An old stone bridge over the Awbeg River in Buttevant, known locally as Blake's Bridge, may date to the same period as the nearby 13th-century Augustinian abbey and Franciscan friary. It was widened at some point and extended in the mid-18th century.

The ancient clapper bridge near Ballybeg Priory was erected in the 13th century by the Augustinian friars of Ballybeg for convenience in crossing the Awbeg to their mill and lands beyond. It is constructed of large slabs of limestone that are about 3 m long, equally wide, and each weighing a ton. The transverse slabs measure 2.7 m to 3.0 m in length and are wide and thick in proportion and each weighs a tonne.

==Holy wells==

There are a number of holy well sites on the river. These include a well on the grounds of Blackwater Castle, in Castlewidenham townland near Castletownroche, which is close to a former sheela na gig site. Another such well, Knockanare Well in Knockanare townland, is on the left bank of the Awbeg river, about a half-mile east of Buttevant and southeast of the Ballyhoura Mountains.
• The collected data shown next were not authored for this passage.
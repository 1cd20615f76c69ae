//! # Type Descriptors
//!
//! The declarative description of one OpenGraph object type: its namespace,
//! its optional content value, and its named properties. Descriptors are
//! assembled with chained constructors:
//!
//! ```
//! use ogr_schema::{PropertyDescriptor, TypeDescriptor, Processor};
//!
//! let image = TypeDescriptor::new("og:image")
//!     .content(Processor::Url)
//!     .property(PropertyDescriptor::url("secure_url").image())
//!     .property(PropertyDescriptor::integer("width"));
//!
//! assert!(image.has_property("width"));
//! assert!(image.content_descriptor().is_some());
//! ```
//!
//! Registration and cross-type checks happen in
//! [`RegistryBuilder::build`](crate::RegistryBuilder::build).

use std::collections::BTreeSet;

use serde::Serialize;

use ogr_core::{InvalidObjectError, Scalar};

use crate::processor::{ProcessContext, Processor, ValueOptions};

/// Reserved property name for an object's own scalar value.
pub const CONTENT: &str = "content";

/// Whether a property holds one value or an ordered list.
#[derive(Debug, Clone, Copy, PartialEq, Eq, Serialize)]
#[serde(rename_all = "lowercase")]
pub enum Cardinality {
    Single,
    Collection,
}

// ─── Properties ─────────────────────────────────────────────────────

/// One named property declared on a type.
#[derive(Debug, Clone, PartialEq)]
pub struct PropertyDescriptor {
    name: String,
    processor: Processor,
    cardinality: Cardinality,
    required: bool,
    default: Option<Scalar>,
    reference: Option<String>,
    verticals: BTreeSet<String>,
    downcase: bool,
    image: bool,
}

impl PropertyDescriptor {
    /// A single-valued, optional property.
    pub fn new(name: impl Into<String>, processor: Processor) -> Self {
        Self {
            name: name.into(),
            processor,
            cardinality: Cardinality::Single,
            required: false,
            default: None,
            reference: None,
            verticals: BTreeSet::new(),
            downcase: false,
            image: false,
        }
    }

    pub fn string(name: impl Into<String>) -> Self {
        Self::new(name, Processor::String)
    }

    pub fn url(name: impl Into<String>) -> Self {
        Self::new(name, Processor::Url)
    }

    pub fn integer(name: impl Into<String>) -> Self {
        Self::new(name, Processor::Integer)
    }

    pub fn float(name: impl Into<String>) -> Self {
        Self::new(name, Processor::Float)
    }

    pub fn boolean(name: impl Into<String>) -> Self {
        Self::new(name, Processor::Boolean)
    }

    pub fn datetime(name: impl Into<String>) -> Self {
        Self::new(name, Processor::DateTime)
    }

    pub fn enumeration(name: impl Into<String>, allowed: &[&str]) -> Self {
        Self::new(
            name,
            Processor::Enum(allowed.iter().map(|s| s.to_string()).collect()),
        )
    }

    /// Mark the property required.
    pub fn required(mut self) -> Self {
        self.required = true;
        self
    }

    /// Make the property an ordered collection.
    pub fn collection(mut self) -> Self {
        self.cardinality = Cardinality::Collection;
        self
    }

    /// Value reported by lookups when the property is absent.
    pub fn default_value(mut self, value: impl Into<Scalar>) -> Self {
        self.default = Some(value.into());
        self
    }

    /// Values of this property are objects of the type registered under
    /// `namespace`; the property's path becomes an alias for that type.
    pub fn references(mut self, namespace: impl Into<String>) -> Self {
        self.reference = Some(namespace.into());
        self
    }

    /// Restrict the property to the given verticals of its type.
    pub fn verticals(mut self, verticals: &[&str]) -> Self {
        self.verticals = verticals.iter().map(|v| v.to_string()).collect();
        self
    }

    /// Case-fold raw values before processing.
    pub fn downcase(mut self) -> Self {
        self.downcase = true;
        self
    }

    /// Values are image URLs.
    pub fn image(mut self) -> Self {
        self.image = true;
        self
    }

    pub fn name(&self) -> &str {
        &self.name
    }

    pub fn processor(&self) -> &Processor {
        &self.processor
    }

    pub fn cardinality(&self) -> Cardinality {
        self.cardinality
    }

    pub fn is_collection(&self) -> bool {
        self.cardinality == Cardinality::Collection
    }

    pub fn is_required(&self) -> bool {
        self.required
    }

    pub fn default(&self) -> Option<&Scalar> {
        self.default.as_ref()
    }

    /// Namespace of the referenced type, if any.
    pub fn reference(&self) -> Option<&str> {
        self.reference.as_deref()
    }

    pub fn vertical_names(&self) -> &BTreeSet<String> {
        &self.verticals
    }

    /// Whether the property is limited to specific verticals.
    pub fn is_restricted(&self) -> bool {
        !self.verticals.is_empty()
    }

    /// Whether the property may be set on an object of vertical `short`
    /// (`movie` for `video.movie`). Unrestricted properties allow every vertical.
    pub fn allows_vertical(&self, short: &str) -> bool {
        self.verticals.is_empty() || self.verticals.contains(short)
    }

    pub fn is_image(&self) -> bool {
        self.image
    }

    pub fn is_downcased(&self) -> bool {
        self.downcase
    }

    /// Run the property's processor on `raw`.
    pub fn process(
        &self,
        raw: &str,
        ctx: &ProcessContext<'_>,
    ) -> Result<Option<Scalar>, InvalidObjectError> {
        let options = ValueOptions {
            required: self.required,
            reference: self.reference.is_some(),
            image: self.image,
        };
        if self.downcase {
            self.processor
                .process(&self.name, &raw.to_lowercase(), options, ctx)
        } else {
            self.processor.process(&self.name, raw, options, ctx)
        }
    }
}

// ─── Content ────────────────────────────────────────────────────────

/// How the bare value of an object (`og:image=...`) is processed.
#[derive(Debug, Clone, PartialEq)]
pub struct ContentDescriptor {
    processor: Processor,
    downcase: bool,
    image: bool,
}

impl ContentDescriptor {
    pub fn new(processor: Processor) -> Self {
        Self {
            processor,
            downcase: false,
            image: false,
        }
    }

    pub fn downcase(mut self) -> Self {
        self.downcase = true;
        self
    }

    pub fn image(mut self) -> Self {
        self.image = true;
        self
    }

    pub fn processor(&self) -> &Processor {
        &self.processor
    }

    pub fn is_image(&self) -> bool {
        self.image
    }

    /// Process a content value. Content identifies the object, so URL
    /// content is subject to reference validation; it is never required.
    pub fn process(
        &self,
        raw: &str,
        ctx: &ProcessContext<'_>,
    ) -> Result<Option<Scalar>, InvalidObjectError> {
        let options = ValueOptions {
            required: false,
            reference: true,
            image: self.image,
        };
        if self.downcase {
            self.processor
                .process(CONTENT, &raw.to_lowercase(), options, ctx)
        } else {
            self.processor.process(CONTENT, raw, options, ctx)
        }
    }
}

// ─── Types ──────────────────────────────────────────────────────────

/// A registered object type.
#[derive(Debug, Clone, PartialEq)]
pub struct TypeDescriptor {
    namespace: String,
    content: Option<ContentDescriptor>,
    properties: Vec<PropertyDescriptor>,
}

impl TypeDescriptor {
    pub fn new(namespace: impl Into<String>) -> Self {
        Self {
            namespace: namespace.into(),
            content: None,
            properties: Vec::new(),
        }
    }

    /// Declare a content value processed by `processor`.
    pub fn content(self, processor: Processor) -> Self {
        self.content_descriptor_with(ContentDescriptor::new(processor))
    }

    /// Declare a content value with full options.
    pub fn content_descriptor_with(mut self, content: ContentDescriptor) -> Self {
        self.content = Some(content);
        self
    }

    /// Declare a property. Declaration order is preserved for listings.
    pub fn property(mut self, property: PropertyDescriptor) -> Self {
        self.properties.push(property);
        self
    }

    pub(crate) fn with_namespace(mut self, namespace: String) -> Self {
        self.namespace = namespace;
        self
    }

    /// The colon-joined namespace this type is registered under.
    pub fn namespace(&self) -> &str {
        &self.namespace
    }

    pub fn content_descriptor(&self) -> Option<&ContentDescriptor> {
        self.content.as_ref()
    }

    pub fn properties(&self) -> impl Iterator<Item = &PropertyDescriptor> {
        self.properties.iter()
    }

    pub fn property_named(&self, name: &str) -> Option<&PropertyDescriptor> {
        self.properties.iter().find(|p| p.name == name)
    }

    pub fn has_property(&self, name: &str) -> bool {
        self.property_named(name).is_some()
    }

    pub fn required_properties(&self) -> impl Iterator<Item = &PropertyDescriptor> {
        self.properties.iter().filter(|p| p.required)
    }

    /// Every short vertical name mentioned by any property.
    pub fn verticals(&self) -> BTreeSet<&str> {
        self.properties
            .iter()
            .flat_map(|p| p.verticals.iter().map(String::as_str))
            .collect()
    }

    /// Names of properties that may be set under vertical `short`, in
    /// declaration order.
    pub fn allowed_in_vertical(&self, short: &str) -> Vec<String> {
        self.properties
            .iter()
            .filter(|p| p.allows_vertical(short))
            .map(|p| p.name.clone())
            .collect()
    }
}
Folklore attributes special powers to this well, such as that its water will not boil or that two trout appear in it at certain times of the year. Other tales suggest that, following a battle in the area, wounded soldiers were taken to Knockanare Well and cured instantly. An earlier mythological story also refers to miraculous cures and recounts how one of Fionn Mac Cumhail's men, who was mortally wounded after eloping with a local chieftain's daughter, was cured after bathing in the well.